– Вы считаете подобные меры оправданными?
– Нет. Это было слишком жестоким наказанием. Но карательные органы в конце войны в Германии «работали на всю катушку». Просто вот пример «борьбы с дезертирами». Пошла в 1945 г. такая «мода», солдаты дезертировали не в родные края, а самовольно оставались в каком-нибудь маленьком немецком или польском городке или селе, объявляли себя комендантами и «оттягивались по полной программе»: пьянство, женщины, жареное мясо, пуховые перины – до того момента, пока их особисты не хлопнут. Их, дезертиров, периодически вылавливали. У нас из уст в уста передавалась и муссировалась одна цифра, за достоверность которой я ручаться не могу. Говорили, что только по нашей 61-й армии за подобное дезертирство были расстреляны или осуждены трибуналами свыше 900 человек.
– Использование разведчиков роты в качестве простой пехоты как-то обсуждалось?
– Мы никогда чересчур пристрастно не обсуждали решения начальства, были обязаны выполнять приказ, даже если нам не хотелось идти на смерть из-за чьей-то спеси, желания выслужиться или тупости. Были моменты, когда приказ кинуть разведку в пехоту был сразу принят у нас с пониманием. Например, на Курской дуге.
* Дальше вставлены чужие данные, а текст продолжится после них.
use crate::result::{EveBuildError, Result};
use serde::{Deserialize, Serialize};
use smol_str::SmolStr;
use std::fmt;
use std::path::{Path, PathBuf};
use tokio::fs;

pub const PROJECT_NAME: &str = "evelike";
pub const DEFAULT_BUILD_DIR_NAME: &str = "build";
pub const SETTINGS_FILE_NAME: &str = "evebuild.toml";
pub const EXTERNAL_DIR_NAME: &str = "external";
pub const DEFAULT_INSTALL_DIR_NAME: &str = "install";

pub const DEFAULT_CMAKE: &str = "cmake";
pub const DEFAULT_CTEST: &str = "ctest";
pub const DEFAULT_JOBS: u32 = 4;
pub const DEFAULT_DEBUG_POSTFIX: &str = "_d";
pub const DEFAULT_CROSS_TOOLCHAIN_FILE: &str = "TC-mingw.cmake";

pub const EXIT_SUCCESS: i32 = 0;
pub const EXIT_FAILURE: i32 = 1;

/// A build variant. Each one gets its own output directory under the build dir.
#[derive(Debug, Clone, Copy, PartialEq, Eq, Hash)]
pub enum Configuration {
    Debug,
    Release,
}

impl Configuration {
    pub const ALL: [Configuration; 2] = [Configuration::Debug, Configuration::Release];

    /// Value passed to `CMAKE_BUILD_TYPE`, `--config` and `ctest -C`.
    pub fn name(self) -> &'static str {
        match self {
            Configuration::Debug => "Debug",
            Configuration::Release => "Release",
        }
    }

    /// Lower-case form used in step labels.
    pub fn label(self) -> &'static str {
        match self {
            Configuration::Debug => "debug",
            Configuration::Release => "release",
        }
    }

    pub fn dir_name(self) -> &'static str {
        self.name()
    }

    pub fn is_debug(self) -> bool {
        matches!(self, Configuration::Debug)
    }

    pub fn from_debug(debug: bool) -> Self {
        if debug {
            Configuration::Debug
        } else {
            Configuration::Release
        }
    }
}

impl fmt::Display for Configuration {
    fn fmt(&self, f: &mut fmt::Formatter<'_>) -> fmt::Result {
        f.write_str(self.name())
    }
}

/// How much the driver prints.
///
/// Level 0 (quiet) prints nothing but failures, level 1 (feedback) shows
/// progress and streams child output, level 2 and above (diagnostic)
/// additionally echoes every command line.
#[derive(Debug, Clone, Copy, PartialEq, Eq, PartialOrd, Ord, Hash)]
pub struct Verbosity(u8);

impl Verbosity {
    pub const QUIET: Verbosity = Verbosity(0);
    pub const FEEDBACK: Verbosity = Verbosity(1);
    pub const DIAGNOSTIC: Verbosity = Verbosity(2);

    pub fn from_level(level: u8) -> Self {
        Verbosity(level)
    }

    /// Derives the level from the `-q` flag and the number of `-v` flags.
    pub fn from_flags(quiet: bool, verbose_count: u8) -> Self {
        if quiet {
            Verbosity::QUIET
        } else {
            Self::from_level(verbose_count.saturating_add(1))
        }
    }

    pub fn level(self) -> u8 {
        self.0
    }

    pub fn is_quiet(self) -> bool {
        self == Verbosity::QUIET
    }

    pub fn shows_progress(self) -> bool {
        self >= Verbosity::FEEDBACK
    }

    pub fn shows_commands(self) -> bool {
        self >= Verbosity::DIAGNOSTIC
    }
}

impl Default for Verbosity {
    fn default() -> Self {
        Verbosity::FEEDBACK
    }
}

/// Everything a single build run needs to know, resolved from the command line.
#[derive(Debug, Clone, PartialEq, Eq)]
pub struct BuildOptions {
    pub project_dir: PathBuf,
    pub build_dir: PathBuf,
    pub debug_only: bool,
    pub release_only: bool,
    pub fresh: bool,
    pub run_tests: bool,
    pub verbosity: Verbosity,
    pub cross_compile_windows: bool,
}

impl BuildOptions {
    pub fn new(project_dir: impl Into<PathBuf>, build_dir: impl Into<PathBuf>) -> Self {
        Self {
            project_dir: project_dir.into(),
            build_dir: build_dir.into(),
            debug_only: false,
            release_only: false,
            fresh: false,
            run_tests: true,
            verbosity: Verbosity::default(),
            cross_compile_windows: false,
        }
    }

    pub fn validate(&self) -> Result<()> {
        if self.debug_only && self.release_only {
            return Err(EveBuildError::config(
                EveBuildError::CONFLICTING_CONFIGURATIONS,
            ));
        }

        Ok(())
    }

    pub fn has_debug(&self) -> bool {
        !self.release_only
    }

    pub fn has_release(&self) -> bool {
        !self.debug_only
    }

    /// Active configurations, Debug first.
    pub fn configurations(&self) -> Vec<Configuration> {
        Configuration::ALL
            .into_iter()
            .filter(|config| match config {
                Configuration::Debug => self.has_debug(),
                Configuration::Release => self.has_release(),
            })
            .collect()
    }

    /// Tests cannot run on the host when the binaries target another platform.
    pub fn runs_tests(&self) -> bool {
        self.run_tests && !self.cross_compile_windows
    }

    pub fn config_dir(&self, config: Configuration) -> PathBuf {
        self.build_dir.join(config.dir_name())
    }
}

/// Optional per-project settings read from `evebuild.toml`.
#[derive(Debug, Clone, Default, PartialEq, Eq, Serialize, Deserialize)]
#[serde(default)]
pub struct BuildSettings {
    pub toolchain: ToolchainSettings,
    pub dependencies: DependencySettings,
}

#[derive(Debug, Clone, PartialEq, Eq, Serialize, Deserialize)]
#[serde(default)]
pub struct ToolchainSettings {
    pub cmake: String,
    pub ctest: String,
    pub jobs: u32,
    pub install_prefix: Option<PathBuf>,
    pub cross_toolchain_file: PathBuf,
    pub debug_postfix: String,
}

impl Default for ToolchainSettings {
    fn default() -> Self {
        Self {
            cmake: DEFAULT_CMAKE.to_string(),
            ctest: DEFAULT_CTEST.to_string(),
            jobs: DEFAULT_JOBS,
            install_prefix: None,
            cross_toolchain_file: DEFAULT_CROSS_TOOLCHAIN_FILE.into(),
            debug_postfix: DEFAULT_DEBUG_POSTFIX.to_string(),
        }
    }
}

#[derive(Debug, Clone, Default, PartialEq, Eq, Serialize, Deserialize)]
#[serde(default)]
pub struct DependencySettings {
    pub names: Vec<SmolStr>,
}

impl BuildSettings {
    pub async fn from_file(path: &Path) -> Result<Self> {
        let content = fs::read_to_string(path).await?;
        Self::from_toml(&content).map_err(|e| match e {
            EveBuildError::TomlParse(err) => EveBuildError::config(format!(
                "Invalid settings file {}: {}",
                path.display(),
                err
            )),
            other => other,
        })
    }

    pub fn from_toml(content: &str) -> Result<Self> {
        let settings: BuildSettings = toml::from_str(content)?;
        settings.validate()?;
        Ok(settings)
    }

    /// Loads `evebuild.toml` from the project directory, or defaults when absent.
    pub async fn load(project_dir: &Path) -> Result<Self> {
        let path = project_dir.join(SETTINGS_FILE_NAME);

        if !path.exists() {
            log::debug!("No {} in {}, using defaults", SETTINGS_FILE_NAME, project_dir.display());
            return Ok(Self::default());
        }

        log::info!("Loading build settings from {}", path.display());
        Self::from_file(&path).await
    }

    pub fn validate(&self) -> Result<()> {
        if self.toolchain.jobs == 0 {
            return Err(EveBuildError::config(EveBuildError::ZERO_JOBS));
        }

        if self.toolchain.cmake.is_empty() || self.toolchain.ctest.is_empty() {
            return Err(EveBuildError::config("Toolchain program names cannot be empty"));
        }

        if let Some(name) = self.dependencies.names.iter().find(|n| !is_valid_dependency(n)) {
            return Err(EveBuildError::config(format!(
                "Invalid dependency name '{}'",
                name
            )));
        }

        Ok(())
    }

    /// Toolchain file used when cross-compiling, relative paths anchored at the project.
    pub fn cross_toolchain_path(&self, project_dir: &Path) -> PathBuf {
        project_dir.join(&self.toolchain.cross_toolchain_file)
    }
}

// Dependency names become directory names under `external/`.
fn is_valid_dependency(name: &str) -> bool {
    !name.is_empty()
        && name != "."
        && name != ".."
        && !name.contains(['/', '\\'])
}
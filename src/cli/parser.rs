use crate::build::DEFAULT_BUILD_DIR_NAME;
use crate::result::{EveBuildError, Result};
use std::path::{Path, PathBuf};

pub const PROJECT_MARKER: &str = "CMakeLists.txt";

pub struct CliParser;

impl CliParser {
    /// `<cwd>/build`
    pub fn default_build_dir(cwd: &Path) -> PathBuf {
        cwd.join(DEFAULT_BUILD_DIR_NAME)
    }

    /// Anchors a relative path at `cwd`; absolute paths are returned unchanged.
    pub fn resolve_dir(cwd: &Path, path: &Path) -> PathBuf {
        if path.is_absolute() {
            path.to_path_buf()
        } else {
            cwd.join(path)
        }
    }

    /// Fails with `NotFound` unless `path` is a directory holding a `CMakeLists.txt`.
    pub fn validate_project_dir(path: &Path) -> Result<()> {
        if !path.is_dir() {
            return Err(EveBuildError::not_found(format!(
                "Project directory not found: {}",
                path.display()
            )));
        }

        if !path.join(PROJECT_MARKER).is_file() {
            return Err(EveBuildError::not_found(format!(
                "No {} in project directory {}",
                PROJECT_MARKER,
                path.display()
            )));
        }

        Ok(())
    }
}
use clap::Parser;
use dirs::config_dir;
use env_logger::Builder;
use evebuild::cli::Cli;
use evebuild::result::exit_code;
use log::LevelFilter;
use std::fs::OpenOptions;
use std::path::PathBuf;

/** Main entry point for evebuild
 *
 * # Process Flow
 * 1. Initialize logging with file output
 * 2. Parse command line arguments using Clap
 * 3. Run the configure/build/test pipeline
 * 4. Map the outcome to an exit code
 *
 * # Exit Codes
 * - 0 when every step succeeded
 * - 1 on the first failing step or any other error
 * - Clap's own code for usage errors
 */
#[tokio::main(flavor = "current_thread")]
async fn main() {
    init_logging();

    let cli = match Cli::try_parse() {
        Ok(cli) => cli,
        Err(e) => {
            let _ = e.print();
            std::process::exit(e.exit_code());
        }
    };

    let result = cli.execute().await;
    if let Err(e) = &result {
        // Step failures have already been reported with their command line.
        if !e.is_step_failure() {
            eprintln!("Error: {}", e);
        }
        log::error!("evebuild failed: {}", e);
    }
    std::process::exit(exit_code(&result));
}

/** Initializes logging into the platform config directory
 *
 * - Log file: `<config dir>/evebuild/evebuild.log`, appended to
 * - Level: Info unless `RUST_LOG` says otherwise
 * - Falls back to stderr when the file cannot be opened
 */
fn init_logging() {
    let log_file = get_log_file_path();

    if let Some(parent) = log_file.parent() {
        std::fs::create_dir_all(parent).ok();
    }

    let mut builder = Builder::new();

    match OpenOptions::new().create(true).append(true).open(&log_file) {
        Ok(file) => {
            builder
                .filter_level(LevelFilter::Info)
                .target(env_logger::Target::Pipe(Box::new(file)));
        }
        Err(_) => {
            // Keep the terminal clean when only stderr is available.
            builder
                .filter_level(LevelFilter::Warn)
                .target(env_logger::Target::Stderr);
        }
    }

    builder.parse_default_env();
    builder.init();
    log::info!("evebuild started");
}

fn get_log_file_path() -> PathBuf {
    if let Some(config_dir) = config_dir() {
        config_dir.join("evebuild").join("evebuild.log")
    } else {
        std::env::current_dir()
            .map(|p| p.join("evebuild.log"))
            .unwrap_or_else(|_| "evebuild.log".into())
    }
}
Там просто уже некому было идти в бой. Такие были потери… Три дня наступления, и дивизия была полностью выбита. До сих пор стоит перед глазами картина, как нас отводили на переформировку. Сидим на поляне. Приказ: «32-й полк, поротно, становись!» И начинается построение. Поднимается какой-нибудь сержант: «Третья рота, становись!» К нему идут пять человек. Дальше встает лейтенант: «Вторая рота, выходи строиться!» К нему выходят семь бойцов. И когда мы видели такие дела, то злиться на комдива или на разведотдел дивизии, что не уберег нас и кинул в стрелковый бой на погибель, мы даже и думать не смели. Были моменты, что просто бросали в бой все, что было под рукой. В Белоруссии целые сутки пытались прорвать немецкую оборону в одном селе расположенном на возвышенности, постоянно атаковали, но все бесполезно, немцы держались стойко. Это был не бой, а настоящее побоище, и разведроте тогда тоже очень сильно досталось. Но приказ был не двусмысленный – взять село любой ценой. Утром мы снова поднялись в атаку, а по нам не ведут огонь. Проясняется следующее. Немцы ночью ушли из села, наверное, выровняли линию фронта. Когда мы смотрели назад, на поле вчерашнего боя, и увидели, сколько народа здесь полегло, то самим жить не хотелось. Страшная картина… А через два часа получаем приказ: «Оставить село!» И зачем столько людей положили?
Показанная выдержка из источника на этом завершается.